PDA

View Full Version : Re: Strawman SQL database integration thoughts



Pat Farrell
2004-08-12, 10:45
At 01:29 PM 8/12/2004, "Jack Coates" <jack (AT) monkeynoodle (DOT) org> wrote:
>all three seem unacceptable to me, for reasons you note (and additionally,
>the performance of option 1 will be awful).

I disagree. The performance is no slower than reading the file
and is only done occasionally. Library maintenance is a very low
frequency occurrence. The hash function is so fast that the
IO time (especially in Perl or Java) overwhelms it.

Try it, you'll see it isn't a major issue.

If you want to optimize things, you can do a SHA1 of the directory
information, keep it, and don't recalculate the songs if the directory
info is unchanged.


The problem with an auto increment key for the song id [ which I use
in several other places in the strawman schema], is that you want
identical songs to have the same songID. We can argue about
what is "identical" and I threw out three possible definitions.

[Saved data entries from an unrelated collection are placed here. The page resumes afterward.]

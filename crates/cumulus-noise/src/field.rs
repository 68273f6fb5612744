use std::sync::Arc;

use cumulus_core::math::{unit_interval, voxel_index};
use cumulus_core::{CloudError, FieldKey, Resolution};
use glam::Vec3;

/// A generated Worley density field: `side^3` values in [0, 1], stored
/// x-fastest. Cloning shares the voxel storage.
#[derive(Debug, Clone)]
pub struct NoiseField {
    key: FieldKey,
    values: Arc<[f32]>,
}

/// Summary statistics of a field's densities.
#[derive(Debug, Clone, Copy, PartialEq)]
pub struct FieldStats {
    pub min: f32,
    pub max: f32,
    pub mean: f32,
}

impl NoiseField {
    /// Normalize raw nearest-point distances into densities:
    /// `1 - d / max(d)`, so seed voxels read 1 and the farthest voxel reads 0.
    /// A field whose distances are all zero maps to all ones.
    pub fn from_distances(key: FieldKey, distances: &[f32]) -> Result<Self, CloudError> {
        let expected = key.resolution.voxel_count();
        if distances.len() != expected {
            return Err(CloudError::DistanceCountMismatch {
                expected,
                actual: distances.len(),
            });
        }

        let max_distance = distances.iter().copied().fold(0.0f32, f32::max);
        let values: Arc<[f32]> = if max_distance > 0.0 {
            distances
                .iter()
                .map(|d| (1.0 - d / max_distance).clamp(0.0, 1.0))
                .collect()
        } else {
            vec![1.0; expected].into()
        };

        Ok(Self { key, values })
    }

    /// Rebuild a field from densities saved earlier, e.g. a field file
    /// written by a previous run. Values are clamped into [0, 1].
    pub fn from_values(key: FieldKey, values: Vec<f32>) -> Result<Self, CloudError> {
        let expected = key.resolution.voxel_count();
        if values.len() != expected {
            return Err(CloudError::DistanceCountMismatch {
                expected,
                actual: values.len(),
            });
        }
        let values: Arc<[f32]> = values.into_iter().map(unit_interval).collect();
        Ok(Self { key, values })
    }

    pub fn key(&self) -> FieldKey {
        self.key
    }

    pub fn resolution(&self) -> Resolution {
        self.key.resolution
    }

    pub fn side(&self) -> u32 {
        self.key.resolution.side()
    }

    pub fn values(&self) -> &[f32] {
        &self.values
    }

    pub fn len(&self) -> usize {
        self.values.len()
    }

    pub fn is_empty(&self) -> bool {
        self.values.is_empty()
    }

    /// Density at an in-range voxel coordinate.
    pub fn voxel(&self, x: u32, y: u32, z: u32) -> f32 {
        self.values[voxel_index(x, y, z, self.side())]
    }

    /// Density at any integer coordinate, wrapping around each axis
    /// (repeat addressing).
    pub fn voxel_wrapped(&self, x: i64, y: i64, z: i64) -> f32 {
        let side = self.side() as i64;
        self.voxel(
            x.rem_euclid(side) as u32,
            y.rem_euclid(side) as u32,
            z.rem_euclid(side) as u32,
        )
    }

    /// Trilinear sample at normalized coordinates with repeat addressing,
    /// matching a linear-filtered sampler in wrap mode.
    pub fn sample_repeat(&self, uvw: Vec3) -> f32 {
        let texel = uvw * self.side() as f32 - Vec3::splat(0.5);
        let base = texel.floor();
        let t = texel - base;
        let (x0, y0, z0) = (base.x as i64, base.y as i64, base.z as i64);

        let lerp = |a: f32, b: f32, t: f32| a + (b - a) * t;
        let row = |y: i64, z: i64| {
            lerp(
                self.voxel_wrapped(x0, y, z),
                self.voxel_wrapped(x0 + 1, y, z),
                t.x,
            )
        };
        let plane = |z: i64| lerp(row(y0, z), row(y0 + 1, z), t.y);
        lerp(plane(z0), plane(z0 + 1), t.z)
    }

    pub fn stats(&self) -> FieldStats {
        let mut min = f32::INFINITY;
        let mut max = f32::NEG_INFINITY;
        let mut sum = 0.0f64;
        for &v in self.values.iter() {
            min = min.min(v);
            max = max.max(v);
            sum += v as f64;
        }
        FieldStats {
            min,
            max,
            mean: (sum / self.values.len().max(1) as f64) as f32,
        }
    }

    /// Half-float texels, one per voxel, for an `R16Float` texture.
    pub fn to_f16(&self) -> Vec<half::f16> {
        self.values
            .iter()
            .map(|v| half::f16::from_f32(v.clamp(0.0, 1.0)))
            .collect()
    }
}

impl PartialEq for NoiseField {
    fn eq(&self, other: &Self) -> bool {
        self.key == other.key
            && (Arc::ptr_eq(&self.values, &other.values) || self.values == other.values)
    }
}
use cumulus_core::constants::NOISE_LAYER_COUNT;
use cumulus_core::math::clamp_cell_count;
use cumulus_core::{CloudError, Resolution, TextureHandle};
use cumulus_noise::{NoiseField, NoiseFieldGenerator};
use glam::Vec3;

use crate::block::ParameterBlock;
use crate::layer::NoiseLayer;
use crate::light::{DirectionalLight, LightVector};
use crate::settings::CloudSettings;

/// What part of the configuration an edit touched.
#[derive(Debug, Clone, Copy, PartialEq, Eq)]
pub enum SettingsChange {
    /// Resolution or cell count; the noise field must be regenerated.
    Noise,
    Layer(usize),
    /// Global scroll speed of all layers.
    Scroll,
    /// Position or size of the volume.
    Volume,
    /// Density, color and scattering terms.
    Shading,
    /// Step counts and march distance.
    Quality,
    Dither,
    Light,
    RenderEnabled,
    /// The whole settings struct was replaced.
    Replaced,
    /// Out-of-range values were clamped while packaging.
    Clamped,
    /// The cached field was explicitly invalidated.
    Invalidated,
}

/// Receives a notification after every settings change.
pub trait SettingsObserver {
    fn settings_changed(&mut self, change: SettingsChange, settings: &CloudSettings);
}

impl<F: FnMut(SettingsChange, &CloudSettings)> SettingsObserver for F {
    fn settings_changed(&mut self, change: SettingsChange, settings: &CloudSettings) {
        self(change, settings)
    }
}

/// Cloud volume configuration together with the noise field generated for it.
///
/// Starts dirty. `apply_settings` regenerates the field when the noise
/// settings differ from the ones the cached field was built from, when the
/// field was invalidated, or when forced. `package_for_render` only hands
/// out a block while the cached field is current.
pub struct CloudVolumeParameters {
    settings: CloudSettings,
    sun: Option<DirectionalLight>,
    dither: Option<TextureHandle>,
    generator: NoiseFieldGenerator,
    field: Option<NoiseField>,
    /// Content hash of the noise settings `field` was generated from.
    field_hash: Option<u64>,
    invalidated: bool,
    observers: Vec<Box<dyn SettingsObserver>>,
}
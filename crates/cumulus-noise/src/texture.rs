use cumulus_core::FieldKey;

use crate::field::NoiseField;

/// Density texel format. Must stay filterable for 3D textures without
/// optional device features.
pub const NOISE_TEXTURE_FORMAT: wgpu::TextureFormat = wgpu::TextureFormat::R16Float;

const TEXEL_BYTES: u32 = 2;

/// A noise field uploaded as a 3D `R16Float` texture, with a linear sampler
/// in repeat mode so the cloud shader can tile it.
pub struct NoiseTexture {
    pub texture: wgpu::Texture,
    pub view: wgpu::TextureView,
    pub sampler: wgpu::Sampler,
    key: FieldKey,
}

impl NoiseTexture {
    pub fn upload(device: &wgpu::Device, queue: &wgpu::Queue, field: &NoiseField) -> Self {
        let side = field.side();
        let size = texture_extent(side);

        let texture = device.create_texture(&wgpu::TextureDescriptor {
            label: Some("noise-texture-3d"),
            size,
            mip_level_count: 1,
            sample_count: 1,
            dimension: wgpu::TextureDimension::D3,
            format: NOISE_TEXTURE_FORMAT,
            usage: wgpu::TextureUsages::TEXTURE_BINDING | wgpu::TextureUsages::COPY_DST,
            view_formats: &[],
        });

        queue.write_texture(
            wgpu::TexelCopyTextureInfo {
                texture: &texture,
                mip_level: 0,
                origin: wgpu::Origin3d::ZERO,
                aspect: wgpu::TextureAspect::All,
            },
            bytemuck::cast_slice(&field.to_f16()),
            wgpu::TexelCopyBufferLayout {
                offset: 0,
                bytes_per_row: Some(side * TEXEL_BYTES),
                rows_per_image: Some(side),
            },
            size,
        );

        let view = texture.create_view(&wgpu::TextureViewDescriptor {
            label: Some("noise-texture-3d-view"),
            dimension: Some(wgpu::TextureViewDimension::D3),
            ..Default::default()
        });

        let sampler = device.create_sampler(&wgpu::SamplerDescriptor {
            label: Some("noise-sampler"),
            address_mode_u: wgpu::AddressMode::Repeat,
            address_mode_v: wgpu::AddressMode::Repeat,
            address_mode_w: wgpu::AddressMode::Repeat,
            mag_filter: wgpu::FilterMode::Linear,
            min_filter: wgpu::FilterMode::Linear,
            mipmap_filter: wgpu::FilterMode::Nearest,
            ..Default::default()
        });

        log::info!(
            "NoiseTexture: uploaded {0}x{0}x{0} field (epoch {1})",
            side,
            field.key().epoch
        );

        Self {
            texture,
            view,
            sampler,
            key: field.key(),
        }
    }

    /// Cache key of the field this texture was built from.
    pub fn key(&self) -> FieldKey {
        self.key
    }
}

fn texture_extent(side: u32) -> wgpu::Extent3d {
    wgpu::Extent3d {
        width: side,
        height: side,
        depth_or_array_layers: side,
    }
}
use thiserror::Error;

/// Errors that can occur while generating or uploading a noise field.
///
/// Out-of-range settings and degenerate layer weights are resolved by
/// substitution and never show up here.
#[derive(Debug, Error)]
pub enum CloudError {
    #[error("compute resource unavailable: {0}")]
    ResourceUnavailable(String),

    #[error("unsupported noise resolution {0} (expected 64, 128 or 256)")]
    UnsupportedResolution(u32),

    #[error("buffer of {requested} bytes exceeds device limit of {limit} bytes")]
    BufferTooLarge { requested: u64, limit: u64 },

    #[error("distance buffer has {actual} values, expected {expected}")]
    DistanceCountMismatch { expected: usize, actual: usize },

    #[error("distance readback failed: {0}")]
    ReadbackFailed(String),
}
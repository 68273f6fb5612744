use cumulus_core::constants::NOISE_LAYER_COUNT;
use cumulus_core::math::normalized_weights;
use cumulus_core::TextureHandle;
use cumulus_noise::NoiseField;
use glam::{Vec3, Vec4};

use crate::light::LightVector;
use crate::settings::CloudSettings;

/// Per-layer values as the shader reads them.
#[derive(Debug, Clone, Copy, PartialEq)]
pub struct LayerBlock {
    /// xyz = sample scale, w = normalized weight fraction.
    pub scale_weight: Vec4,
    /// Texture-space scroll velocity.
    pub scroll: Vec3,
}

/// Immutable snapshot of everything the cloud shader needs for one frame.
#[derive(Debug, Clone, PartialEq)]
pub struct ParameterBlock {
    pub noise: NoiseField,
    pub layers: [LayerBlock; NOISE_LAYER_COUNT],
    pub volume_position: Vec3,
    pub half_extent: Vec3,
    pub cloud_color: Vec3,
    pub density_offset: f32,
    pub density_multiplier: f32,
    pub light_direction: Vec3,
    pub light_color: Vec3,
    pub light_absorption: f32,
    pub light_attenuation: f32,
    pub forward_scattering: f32,
    pub back_scattering: f32,
    pub cloud_steps: u32,
    pub light_steps: u32,
    pub max_distance: f32,
    pub dither: Option<TextureHandle>,
    pub dither_strength: f32,
}

impl ParameterBlock {
    /// Assemble a block from already-sanitized settings.
    pub(crate) fn build(
        settings: &CloudSettings,
        noise: NoiseField,
        light: LightVector,
        dither: Option<TextureHandle>,
    ) -> Self {
        let fractions = normalized_weights(settings.layer_weights());
        let mut layers = [LayerBlock {
            scale_weight: Vec4::ZERO,
            scroll: Vec3::ZERO,
        }; NOISE_LAYER_COUNT];
        for ((block, layer), fraction) in layers.iter_mut().zip(&settings.layers).zip(fractions) {
            *block = LayerBlock {
                scale_weight: layer.scale.extend(fraction),
                scroll: layer.scroll_velocity(settings.speed_multiplier),
            };
        }

        Self {
            noise,
            layers,
            volume_position: settings.position,
            half_extent: settings.volume_size * 0.5,
            cloud_color: settings.cloud_color,
            density_offset: settings.density_offset,
            density_multiplier: settings.density_multiplier,
            light_direction: light.direction,
            light_color: light.color,
            light_absorption: settings.light_absorption,
            light_attenuation: settings.light_attenuation,
            forward_scattering: settings.forward_scattering,
            back_scattering: settings.back_scattering,
            cloud_steps: settings.cloud_steps,
            light_steps: settings.light_steps,
            max_distance: settings.max_distance,
            dither: bound_dither(dither, settings.dither_strength),
            dither_strength: settings.dither_strength,
        }
    }

    /// Weight fraction of each layer; sums to 1, or to 0 when every weight is 0.
    pub fn weight_fractions(&self) -> [f32; NOISE_LAYER_COUNT] {
        self.layers.map(|l| l.scale_weight.w)
    }

    /// GPU uniform layout of this block (the noise and dither textures are
    /// bound separately).
    pub fn to_uniforms(&self) -> CloudUniforms {
        CloudUniforms {
            noise_scale: self.layers.map(|l| l.scale_weight.to_array()),
            noise_scroll: self.layers.map(|l| l.scroll.extend(0.0).to_array()),
            volume_position: self.volume_position.extend(1.0).to_array(),
            half_extent: self.half_extent.extend(0.0).to_array(),
            cloud_color: self.cloud_color.extend(1.0).to_array(),
            light_direction: self.light_direction.extend(0.0).to_array(),
            light_color: self.light_color.extend(1.0).to_array(),
            density: [
                self.density_offset,
                self.density_multiplier,
                self.max_distance,
                self.dither_strength,
            ],
            lighting: [
                self.light_absorption,
                self.light_attenuation,
                self.forward_scattering,
                self.back_scattering,
            ],
            steps: [
                self.cloud_steps,
                self.light_steps,
                self.dither.is_some() as u32,
                0,
            ],
        }
    }
}

/// A dither texture is only worth binding when it has any strength.
fn bound_dither(dither: Option<TextureHandle>, strength: f32) -> Option<TextureHandle> {
    dither.filter(|_| strength > 0.0)
}

/// Cloud uniform block (224 bytes, every row 16-byte aligned).
/// Must match CloudUniforms in the cloud raymarch shader.
#[repr(C)]
#[derive(Clone, Copy, Debug, PartialEq, bytemuck::Pod, bytemuck::Zeroable)]
pub struct CloudUniforms {
    /// xyz scale, w weight fraction, per layer.
    pub noise_scale: [[f32; 4]; NOISE_LAYER_COUNT],
    /// xyz scroll velocity per layer.
    pub noise_scroll: [[f32; 4]; NOISE_LAYER_COUNT],
    pub volume_position: [f32; 4],
    pub half_extent: [f32; 4],
    pub cloud_color: [f32; 4],
    pub light_direction: [f32; 4],
    pub light_color: [f32; 4],
    /// density offset, density multiplier, max distance, dither strength
    pub density: [f32; 4],
    /// absorption, attenuation, forward scatter, back scatter
    pub lighting: [f32; 4],
    /// cloud steps, light steps, dither bound (0/1), unused
    pub steps: [u32; 4],
}
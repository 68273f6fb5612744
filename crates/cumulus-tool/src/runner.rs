use std::path::PathBuf;
use std::time::Instant;

use cumulus_core::{CloudError, FieldKey, Resolution};
use cumulus_noise::{CpuWorley, GpuWorley, NoiseField, NoiseFieldGenerator, WorleyCompute};
use cumulus_volume::settings::{default_preset, load_settings};
use cumulus_volume::{CloudSettings, CloudVolumeParameters, ParameterBlock, SettingsError};
use thiserror::Error;

use crate::report::{load_field, load_report, save_field, save_report, FieldReport};

#[derive(Debug, Error)]
pub enum ToolError {
    #[error(transparent)]
    Settings(#[from] SettingsError),
    #[error("Noise generation failed: {0}")]
    Cloud(#[from] CloudError),
    #[error("I/O error: {0}")]
    Io(#[from] std::io::Error),
}

/// What one invocation of the tool should do.
#[derive(Debug, Clone, Default)]
pub struct RunConfig {
    /// RON settings file; the built-in preset when absent.
    pub settings_path: Option<PathBuf>,
    /// Regenerate even if the saved field is current ("Force Update").
    pub force: bool,
    /// Skip GPU acquisition and use the CPU backend.
    pub cpu_only: bool,
    pub seed: Option<u32>,
    /// Keep the raw jitter instead of snapping points to voxel centres.
    pub continuous_points: bool,
    /// Raw f32 field file. Read back on Apply, replaced after regeneration.
    pub output_path: Option<PathBuf>,
    /// JSON report describing the field in `output_path`.
    pub report_path: Option<PathBuf>,
}

/// Result of a run: the current field, the render snapshot built from it
/// and a summary report.
#[derive(Debug)]
pub struct RunOutcome {
    pub field: NoiseField,
    pub block: Option<ParameterBlock>,
    pub report: FieldReport,
    /// False when the saved field was still current and no dispatch ran.
    pub regenerated: bool,
}

/// Pick the compute backend: the GPU when one is available, otherwise the
/// CPU reference implementation.
pub fn select_backend(cpu_only: bool) -> Box<dyn WorleyCompute> {
    if cpu_only {
        log::info!("Using CPU Worley backend");
        return Box::new(CpuWorley::new());
    }
    match GpuWorley::request_headless() {
        Ok(gpu) => Box::new(gpu),
        Err(e) => {
            log::warn!("{e}; falling back to CPU Worley backend");
            Box::new(CpuWorley::new())
        }
    }
}

pub fn load_run_settings(config: &RunConfig) -> Result<CloudSettings, SettingsError> {
    match &config.settings_path {
        Some(path) => {
            log::info!("Loading cloud settings from {}", path.display());
            load_settings(path)
        }
        None => default_preset(),
    }
}

/// Field saved by a previous run, paired with its report.
fn load_saved_field(config: &RunConfig, report: &FieldReport) -> Option<NoiseField> {
    let path = config.output_path.as_deref()?;
    let resolution = match Resolution::try_from(report.resolution) {
        Ok(resolution) => resolution,
        Err(e) => {
            log::warn!("Ignoring saved report: {e}");
            return None;
        }
    };
    let values = match load_field(path) {
        Ok(values) => values,
        Err(e) => {
            log::info!("No saved field at {} ({e})", path.display());
            return None;
        }
    };
    let key = FieldKey {
        resolution,
        cell_count: report.cell_count,
        epoch: report.epoch,
    };
    match NoiseField::from_values(key, values) {
        Ok(field) => Some(field),
        Err(e) => {
            log::warn!("Ignoring saved field at {}: {e}", path.display());
            None
        }
    }
}

/// Load settings, apply them against the given backend and package the
/// result for rendering.
///
/// Apply reuses the field saved at `output_path` when its report matches the
/// settings' resolution and cell count; Force Update always regenerates.
/// A regenerated field and its report replace the saved ones.
pub fn run_with_backend(
    config: &RunConfig,
    compute: Box<dyn WorleyCompute>,
) -> Result<RunOutcome, ToolError> {
    let settings = load_run_settings(config)?;
    let previous = config.report_path.as_deref().and_then(load_report);

    let mut generator = match config.seed {
        Some(seed) => NoiseFieldGenerator::with_seed(compute, seed),
        None => match &previous {
            Some(report) => NoiseFieldGenerator::with_seed(compute, report.seed),
            None => NoiseFieldGenerator::new(compute),
        },
    };
    if let Some(report) = previous.as_ref().filter(|r| r.seed == generator.seed()) {
        generator.resume_at_epoch(report.epoch + 1);
    }
    generator.set_voxel_snapping(!config.continuous_points);

    let mut params = CloudVolumeParameters::new(settings, generator);
    if let Some(report) = &previous {
        if let Some(saved) = load_saved_field(config, report) {
            params.restore_field(saved);
        }
    }

    let epoch_before = params.generator().epoch();
    let start = Instant::now();
    let field = params.apply_settings(config.force)?;
    let elapsed_ms = start.elapsed().as_secs_f64() * 1000.0;
    let regenerated = params.generator().epoch() != epoch_before;

    let block = params.package_for_render();

    let report = match previous {
        Some(report) if !regenerated => {
            log::info!(
                "Saved {0}^3 field (epoch {1}) is current; skipping generation",
                field.side(),
                report.epoch
            );
            report
        }
        _ => {
            let report = FieldReport::new(&field, params.generator(), elapsed_ms);
            log::info!(
                "Generated {0}^3 field in {1:.1} ms (min {2:.3}, max {3:.3}, mean {4:.3})",
                field.side(),
                elapsed_ms,
                report.min,
                report.max,
                report.mean
            );
            if let Some(path) = &config.output_path {
                save_field(path, &field)?;
                log::info!("Saved field to {}", path.display());
            }
            if let Some(path) = &config.report_path {
                save_report(path, &report)?;
                log::info!("Saved report to {}", path.display());
            }
            report
        }
    };

    Ok(RunOutcome {
        field,
        block,
        report,
        regenerated,
    })
}

pub fn run(config: &RunConfig) -> Result<RunOutcome, ToolError> {
    run_with_backend(config, select_backend(config.cpu_only))
}
use cumulus_core::math::voxel_center;
use cumulus_core::Resolution;
use glam::Vec3;

use crate::rng::{cell_hash, hash_to_float, stream_seed};

/// Scatter one jittered point per cell of a `cell_count^3` lattice over the
/// unit cube: `point = (cell + offset) * (1 / cell_count)` with the offset
/// drawn uniformly from [0, 1)^3.
///
/// Points are emitted x-fastest, then y, then z. `seed` and `epoch` select
/// the jitter; every epoch yields a fresh point set.
pub fn jittered_points(cell_count: u32, seed: u32, epoch: u64) -> Vec<Vec3> {
    let cell_size = 1.0 / cell_count as f32;
    let stream = stream_seed(seed, epoch);
    let mut points = Vec::with_capacity((cell_count * cell_count * cell_count) as usize);

    for z in 0..cell_count {
        for y in 0..cell_count {
            for x in 0..cell_count {
                let cell = [x, y, z];
                let offset = Vec3::new(
                    hash_to_float(cell_hash(cell, stream, 0)),
                    hash_to_float(cell_hash(cell, stream, 1)),
                    hash_to_float(cell_hash(cell, stream, 2)),
                );
                let corner = Vec3::new(x as f32, y as f32, z as f32);
                points.push((corner + offset) * cell_size);
            }
        }
    }

    points
}

/// Move each point onto the nearest voxel centre that lies inside the
/// point's own cell, so the distance pass sees an exact zero at every seed
/// voxel and every cell still holds exactly one point.
///
/// `points` must be in the order [`jittered_points`] emits them for the same
/// `cell_count`.
pub fn snap_to_voxel_centers(points: &[Vec3], cell_count: u32, resolution: Resolution) -> Vec<Vec3> {
    debug_assert_eq!(points.len(), (cell_count * cell_count * cell_count) as usize);
    let side = resolution.side();
    let snap = |v: f32, cell: u32| {
        let nearest = ((v * side as f32).floor().max(0.0) as u32).min(side - 1);
        let (first, end) = cell_voxel_range(cell, cell_count, side);
        voxel_center(nearest.clamp(first, end - 1), side)
    };
    points
        .iter()
        .enumerate()
        .map(|(i, p)| {
            let i = i as u32;
            let x = i % cell_count;
            let y = (i / cell_count) % cell_count;
            let z = i / (cell_count * cell_count);
            Vec3::new(snap(p.x, x), snap(p.y, y), snap(p.z, z))
        })
        .collect()
}

/// Voxels `[first, end)` along one axis whose centres fall inside
/// `[cell, cell + 1) / cell_count`. Never empty while `side >= cell_count`.
fn cell_voxel_range(cell: u32, cell_count: u32, side: u32) -> (u32, u32) {
    // (i + 0.5) / side >= c / n  <=>  i >= (2 c side - n) / 2n
    let bound = |c: u32| (2 * c * side + cell_count - 1) / (2 * cell_count);
    (bound(cell), bound(cell + 1))
}

#[cfg(test)]
mod tests {
    use super::*;

    #[test]
    fn test_point_count() {
        assert_eq!(jittered_points(1, 0, 0).len(), 1);
        assert_eq!(jittered_points(4, 0, 0).len(), 64);
        assert_eq!(jittered_points(16, 0, 0).len(), 4096);
    }

    #[test]
    fn test_each_point_inside_its_cell() {
        let cell_count = 5;
        let cell_size = 1.0 / cell_count as f32;
        let points = jittered_points(cell_count, 11, 2);
        let mut index = 0;
        for z in 0..cell_count {
            for y in 0..cell_count {
                for x in 0..cell_count {
                    let p = points[index];
                    let slack = Vec3::splat(1e-6);
                    let lo = Vec3::new(x as f32, y as f32, z as f32) * cell_size - slack;
                    let hi = lo + Vec3::splat(cell_size) + slack * 2.0;
                    assert!(
                        p.cmpge(lo).all() && p.cmple(hi).all(),
                        "point {p} escaped cell ({x},{y},{z})"
                    );
                    index += 1;
                }
            }
        }
    }

    #[test]
    fn test_same_seed_and_epoch_repeat() {
        assert_eq!(jittered_points(3, 99, 5), jittered_points(3, 99, 5));
    }

    #[test]
    fn test_new_epoch_moves_points() {
        assert_ne!(jittered_points(3, 99, 5), jittered_points(3, 99, 6));
    }

    #[test]
    fn test_snap_lands_on_voxel_centers() {
        let points = jittered_points(4, 3, 0);
        let snapped = snap_to_voxel_centers(&points, 4, Resolution::R64);
        assert_eq!(snapped.len(), points.len());
        for (raw, s) in points.iter().zip(&snapped) {
            // Within half a voxel of the original on every axis.
            assert!((*raw - *s).abs().max_element() <= 0.5 / 64.0 + f32::EPSILON);
            let index = (s.x * 64.0 - 0.5).round() as u32;
            assert_eq!(s.x, voxel_center(index, 64));
        }
    }

    #[test]
    fn test_snap_clamps_upper_edge() {
        let snapped = snap_to_voxel_centers(&[Vec3::ONE], 1, Resolution::R64);
        assert_eq!(snapped[0], Vec3::splat(voxel_center(63, 64)));
        let snapped = snap_to_voxel_centers(&[Vec3::ZERO], 1, Resolution::R64);
        assert_eq!(snapped[0], Vec3::splat(voxel_center(0, 64)));
    }

    #[test]
    fn test_cell_voxel_range() {
        assert_eq!(cell_voxel_range(0, 16, 64), (0, 4));
        assert_eq!(cell_voxel_range(15, 16, 64), (60, 64));
        // 64 / 6: boundary at 10.67 voxels; voxel 10 centre (10.5) is outside cell 1.
        assert_eq!(cell_voxel_range(0, 6, 64), (0, 11));
        assert_eq!(cell_voxel_range(1, 6, 64), (11, 21));
        assert_eq!(cell_voxel_range(5, 6, 64), (53, 64));
    }

    #[test]
    fn test_snapped_points_stay_in_their_cells() {
        for resolution in Resolution::ALL {
            for cell_count in [3, 6, 7, 11, 16] {
                let points = jittered_points(cell_count, 77, 4);
                let snapped = snap_to_voxel_centers(&points, cell_count, resolution);
                let n = cell_count as f32;
                for (i, s) in snapped.iter().enumerate() {
                    let i = i as u32;
                    let cell = Vec3::new(
                        (i % cell_count) as f32,
                        ((i / cell_count) % cell_count) as f32,
                        (i / (cell_count * cell_count)) as f32,
                    );
                    let lo = cell / n;
                    let hi = (cell + Vec3::ONE) / n;
                    assert!(
                        s.cmpge(lo).all() && s.cmplt(hi).all(),
                        "point {s} left cell {cell} ({cell_count} cells at {}^3)",
                        resolution.side()
                    );
                }
            }
        }
    }
}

Seems to me that if the Greatest Hits album contains the same (exactly) song
as the main album, then it is only one song, and one songID.
If it is another take of the song, another mix, master, etc. then the
bits will be different and the hash will be different.


Pat

Jack Coates
2004-08-12, 11:05
> At 01:29 PM 8/12/2004, "Jack Coates" <jack (AT) monkeynoodle (DOT) org> wrote:
>>all three seem unacceptable to me, for reasons you note (and
>> additionally,
>>the performance of option 1 will be awful).
>
> I disagree. The performance is no slower than reading the file
> and is only done occasionally. Library maintenance is a very low
> frequency occurrence. The hash function is so fast that the
> IO time (especially in Perl or Java) overwhelms it.
>

[jack@felix jack]$ cd /mnt/music/They_Might_Be_Giants/Mink\ Car/
[jack@felix Mink Car]$ time md5sum 03_Man\,\ It\'s\ So\ Loud\ In\ Here.mp3
a990c8b1e883c3da078ca1517eb49452 03_Man, It's So Loud In Here.mp3
0.11user 0.02system 0:00.12elapsed 101%CPU (0avgtext+0avgdata 0maxresident)k
0inputs+0outputs (143major+16minor)pagefaults 0swaps
[jack@felix Mink Car]$[jack@felix Mink Car]$ cd
.../../dj_Cheb_i_Sabbah/Shri_Durga/
[jack@felix Shri_Durga]$ time md5sum dj_Cheb_i_Sabbah_-_Shri_Durga.mp3
1a83aee34339ab9ed6908946e157c161 dj_Cheb_i_Sabbah_-_Shri_Durga.mp3
0.17user 0.04system 0:00.27elapsed 75%CPU (0avgtext+0avgdata 0maxresident)k
0inputs+0outputs (142major+16minor)pagefaults 0swaps
[jack@felix Shri_Durga]$ cd ../../Henryk_Gorecki/Symphony_No_3_Op_36_1976/
[jack@felix Symphony_No_3_Op_36_1976]$ time md5sum
Henryk_Gorecki_-_Lento__CantabileSemplice.mp3
64927f03b3d25d93581b01771bdeeb37
Henryk_Gorecki_-_Lento__CantabileSemplice.mp3
0.36user 0.04system 0:00.43elapsed 92%CPU (0avgtext+0avgdata 0maxresident)k
0inputs+0outputs (143major+16minor)pagefaults 0swaps
> Try it, you'll see it isn't a major issue.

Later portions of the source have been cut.